# Filme wie Nächster Halt: Fruitvale Station kennt ihr so Ähnliche Drama Filme? Traurig?



## xhitcher1 (1. Oktober 2014)

*Filme wie Nächster Halt: Fruitvale Station kennt ihr so Ähnliche Drama Filme? Traurig?*

Hallo ich habe soeben den Film Nächster Halt: Fruitvale Station angesehen und wollte euch mal Fragen ob Ihr so Ähnliche Filme kennt die Ähnlich aufgebaut sind, ev auch auf einer Wahren Begebenheit beruhen und einen zu Tränen rühren oder zum Nachdenken anregen?


----------



## shinobi2611 (1. Oktober 2014)

*AW: Filme wie Nächster Halt: Fruitvale Station kennt ihr so Ähnliche Drama Filme?
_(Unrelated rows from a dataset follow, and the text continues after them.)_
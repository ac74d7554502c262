//! Typed view of the assistant service's reply.
//!
//! The service answers with a loosely shaped JSON object. It is inspected once,
//! here, and turned into a [`ChatReply`] whose [`ReplyKind`] says which result
//! the reply is primarily about. Rendering never looks at raw JSON again except
//! for sections that are shown pretty-printed on purpose.
//!
//! # Example
//!
//! ```rust
//! use healthcare_assistant_ui::reply::{ChatReply, ReplyKind};
//!
//! let reply = ChatReply::from_value(serde_json::json!({
//!     "intent": "general",
//!     "answer": { "text": "Hello" }
//! }))
//! .unwrap();
//! assert_eq!(reply.kind, ReplyKind::General);
//! assert_eq!(reply.answer.as_deref(), Some("Hello"));
//! ```

use serde::Serialize;
use serde_json::{Map, Value};

use crate::backend::DispatchError;

/// Which result a reply is primarily about.
#[derive(Debug, Clone, Copy, PartialEq, Eq, Serialize)]
#[serde(rename_all = "snake_case")]
pub enum ReplyKind {
    /// Conversational answer (`intent == "general"`).
    General,
    /// Normalised requirement, usually with test cases and an ISO review.
    Requirement,
    /// Test cases without a requirement.
    TestCases,
    /// ISO findings on their own.
    IsoValidation,
}

/// A section that is either a list of recognised items or an opaque value.
#[derive(Debug, Clone, PartialEq, Serialize)]
#[serde(tag = "shape", content = "value", rename_all = "snake_case")]
pub enum Listing<T> {
    /// Every element was an object.
    Items(Vec<T>),
    /// Anything else; shown pretty-printed.
    Raw(Value),
}

impl<T> Listing<T> {
    fn from_value(value: Value, item: fn(&Map<String, Value>) -> T) -> Self {
        match &value {
            Value::Array(elements) if elements.iter().all(Value::is_object) => Self::Items(
                elements
                    .iter()
                    .filter_map(Value::as_object)
                    .map(item)
                    .collect(),
            ),
            _ => Self::Raw(value),
        }
    }
}

/// One generated test case.
#[derive(Debug, Clone, Default, PartialEq, Eq, Serialize)]
pub struct TestCase {
    pub test_case_id: String,
    pub title: String,
    pub expected_result: String,
    pub preconditions: Vec<String>,
    pub steps: Vec<String>,
}

impl TestCase {
    fn from_object(obj: &Map<String, Value>) -> Self {
        Self {
            test_case_id: field_text(obj, "test_case_id"),
            title: field_text(obj, "title"),
            expected_result: field_text(obj, "expected_result"),
            preconditions: field_list(obj, "preconditions"),
            steps: field_list(obj, "steps"),
        }
    }
}

/// One ISO compliance verdict.
#[derive(Debug, Clone, Default, PartialEq, Eq, Serialize)]
pub struct IsoFinding {
    pub test_case_id: String,
    pub compliant: bool,
    pub related_iso_refs: String,
    pub suggestions: String,
    pub missing_elements: String,
    pub req_id: String,
}

impl IsoFinding {
    fn from_object(obj: &Map<String, Value>) -> Self {
        Self {
            test_case_id: field_text(obj, "test_case_id"),
            compliant: obj.get("compliant").is_some_and(truthy),
            related_iso_refs: field_text(obj, "related_iso_refs"),
            suggestions: field_text(obj, "suggestions"),
            missing_elements: field_text(obj, "missing_elements"),
            req_id: field_text(obj, "req_id"),
        }
    }

    /// Human-readable verdict.
    #[must_use]
    pub fn verdict(&self) -> &'static str {
        if self.compliant {
            "Compliant ✅"
        } else {
            "❌ Not Compliant"
        }
    }
}

/// A reply from the assistant service, classified once.
#[derive(Debug, Clone, PartialEq, Serialize)]
pub struct ChatReply {
    pub kind: ReplyKind,
    /// `answer.text`, when non-blank.
    pub answer: Option<String>,
    pub requirement: Option<Value>,
    pub test_cases: Option<Listing<TestCase>>,
    pub iso_validation: Option<Listing<IsoFinding>>,
}

impl ChatReply {
    /// Classify a decoded response body.
    ///
    /// Precedence: `intent == "general"`, then `requirement`, then
    /// `test_cases`, then `iso_validation`. `null` counts as absent.
    pub fn from_value(value: Value) -> Result<Self, DispatchError> {
        let Value::Object(mut map) = value else {
            return Err(DispatchError::malformed(format!(
                "expected a JSON object, got {}",
                json_type(&value)
            )));
        };

        let general = map.get("intent").and_then(Value::as_str) == Some("general");
        let answer = map
            .get("answer")
            .and_then(|a| a.get("text"))
            .and_then(Value::as_str)
            .filter(|s| !s.trim().is_empty())
            .map(ToString::to_string);
        let requirement = take_present(&mut map, "requirement");
        let test_cases =
            take_present(&mut map, "test_cases").map(|v| Listing::from_value(v, TestCase::from_object));
        let iso_validation = take_present(&mut map, "iso_validation")
            .map(|v| Listing::from_value(v, IsoFinding::from_object));

        let kind = if general {
            ReplyKind::General
        } else if requirement.is_some() {
            ReplyKind::Requirement
        } else if test_cases.is_some() {
            ReplyKind::TestCases
        } else if iso_validation.is_some() {
            ReplyKind::IsoValidation
        } else {
            return Err(DispatchError::malformed(
                "reply has none of intent, requirement, test_cases or iso_validation",
            ));
        };

        Ok(Self {
            kind,
            answer,
            requirement,
            test_cases,
            iso_validation,
        })
    }

    /// Test-case ids in reply order, when the section is a list.
    #[must_use]
    pub fn test_case_ids(&self) -> Vec<&str> {
        match &self.test_cases {
            Some(Listing::Items(items)) => items.iter().map(|tc| tc.test_case_id.as_str()).collect(),
            _ => Vec::new(),
        }
    }
}

/// Pretty-print a JSON value the way result sections show it.
#[must_use]
pub fn pretty(value: &Value) -> String {
    serde_json::to_string_pretty(value).unwrap_or_else(|_| value.to_string())
}

fn take_present(map: &mut Map<String, Value>, key: &str) -> Option<Value> {
    map.remove(key).filter(|v| !v.is_null())
}

fn field_text(obj: &Map<String, Value>, key: &str) -> String {
    obj.get(key).map(text_of).unwrap_or_default()
}

fn field_list(obj: &Map<String, Value>, key: &str) -> Vec<String> {
    match obj.get(key) {
        Some(Value::Array(items)) => items
            .iter()
            .map(text_of)
            .filter(|s| !s.is_empty())
            .collect(),
        Some(Value::Null) | None => Vec::new(),
        Some(other) => {
            let text = text_of(other);
            if text.is_empty() { Vec::new() } else { vec![text] }
        }
    }
}

fn text_of(value: &Value) -> String {
    match value {
        Value::Null => String::new(),
        Value::String(s) => s.clone(),
        Value::Array(items) => items
            .iter()
            .map(text_of)
            .filter(|s| !s.is_empty())
            .collect::<Vec<_>>()
            .join(", "),
        other => other.to_string(),
    }
}

fn truthy(value: &Value) -> bool {
    match value {
        Value::Bool(b) => *b,
        Value::String(s) => matches!(
            s.trim().to_ascii_lowercase().as_str(),
            "true" | "yes" | "compliant"
        ),
        _ => false,
    }
}

fn json_type(value: &Value) -> &'static str {
    match value {
        Value::Null => "null",
        Value::Bool(_) => "a boolean",
        Value::Number(_) => "a number",
        Value::String(_) => "a string",
        Value::Array(_) => "an array",
        Value::Object(_) => "an object",
    }
}
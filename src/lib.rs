//! Healthcare device assistant web client.
//!
//! A server-rendered front end for a conversational assistant that generates
//! requirements, test cases and ISO compliance findings for medical device
//! domains. Pages are Leptos SSR; interaction is plain HTML forms upgraded by
//! HTMX.
//!
//! # Architecture
//!
//! - **Server**: Axum routes that mutate a per-page view session and re-render it
//! - **Dispatcher**: one `POST <base>/chat` per submit, guarded by a generation counter
//! - **Reply model**: typed union over the assistant's JSON replies
//! - **UI**: Leptos SSR components, stacked or tabbed result layout
//!
//! # Modules
//!
//! - [`domain`]: the six selectable domains
//! - [`backend`]: wire types, error classification, HTTP client
//! - [`reply`]: reply classification
//! - [`session`]: view sessions and their store
//! - [`dispatch`]: submit flow
//! - [`ui`]: page rendering

// Allow pedantic clippy warnings that don't add value for this codebase
#![allow(clippy::missing_fields_in_debug)]
#![allow(clippy::match_same_arms)]
#![allow(clippy::cargo_common_metadata)]
#![allow(clippy::multiple_crate_versions)]
#![allow(clippy::unused_async)]

pub mod backend;
pub mod config;
pub mod dispatch;
pub mod domain;
pub mod reply;
pub mod server;
pub mod session;
pub mod telemetry;
pub mod ui;

use std::sync::Arc;

use crate::config::AppConfig;
use crate::dispatch::Dispatcher;
use crate::session::SessionStore;

/// Application state shared across all handlers.
#[derive(Clone, Debug)]
pub struct AppState {
    /// Resolved configuration.
    pub config: Arc<AppConfig>,
    /// View sessions, one per open page.
    pub sessions: SessionStore,
    /// Sends prompts to the assistant service.
    pub dispatcher: Dispatcher,
}
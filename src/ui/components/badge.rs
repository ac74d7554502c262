//! Badge component for verdicts and status indicators.

use leptos::prelude::*;

/// Badge visual variant.
#[derive(Debug, Clone, Copy, Default, PartialEq, Eq)]
pub enum BadgeVariant {
    /// Neutral label.
    #[default]
    Neutral,
    /// ISO review found the test case compliant.
    Compliant,
    /// ISO review found gaps.
    NonCompliant,
    /// Test case marked as passed by the user.
    Passed,
}

impl BadgeVariant {
    /// Get CSS classes for this variant.
    #[must_use]
    pub fn classes(self) -> &'static str {
        match self {
            Self::Neutral => "badge-neutral",
            Self::Compliant => "badge-compliant",
            Self::NonCompliant => "badge-non-compliant",
            Self::Passed => "badge-passed",
        }
    }

    #[must_use]
    pub fn for_compliance(compliant: bool) -> Self {
        if compliant {
            Self::Compliant
        } else {
            Self::NonCompliant
        }
    }
}

/// Inline pill.
///
/// # Example
///
/// ```rust,ignore
/// view! {
///     <Badge variant=BadgeVariant::Compliant>"Compliant ✅"</Badge>
/// }
/// ```
#[component]
pub fn Badge(
    /// Badge variant.
    #[prop(default = BadgeVariant::Neutral)]
    variant: BadgeVariant,
    /// Additional CSS classes.
    #[prop(default = "")]
    class: &'static str,
    /// Badge content.
    children: Children,
) -> impl IntoView {
    let classes = format!("badge {} {}", variant.classes(), class);

    view! {
        <span class=classes>
            {children()}
        </span>
    }
}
Traurig?*

Kann dir Snitch oder Auge um Auge empfehlen.... sind 2 sehr gute Filme und zumindest ersterer beruht auf einer wahren Begebenheit... sollte ich mehr haben schreib ich erneut


----------



## xhitcher1 (1. Oktober 2014)

*AW: Filme wie Nächster Halt: Fruitvale Station kennt ihr so Ähnliche Drama Filme? Traurig?*



shinobi2611 schrieb:


> Kann dir Snitch oder Auge um Auge empfehlen.... sind 2 sehr gute Filme und zumindest ersterer beruht auf einer wahren Begebenheit... sollte ich mehr haben schreib ich erneut


 
Sehr gerne nur her damit


----------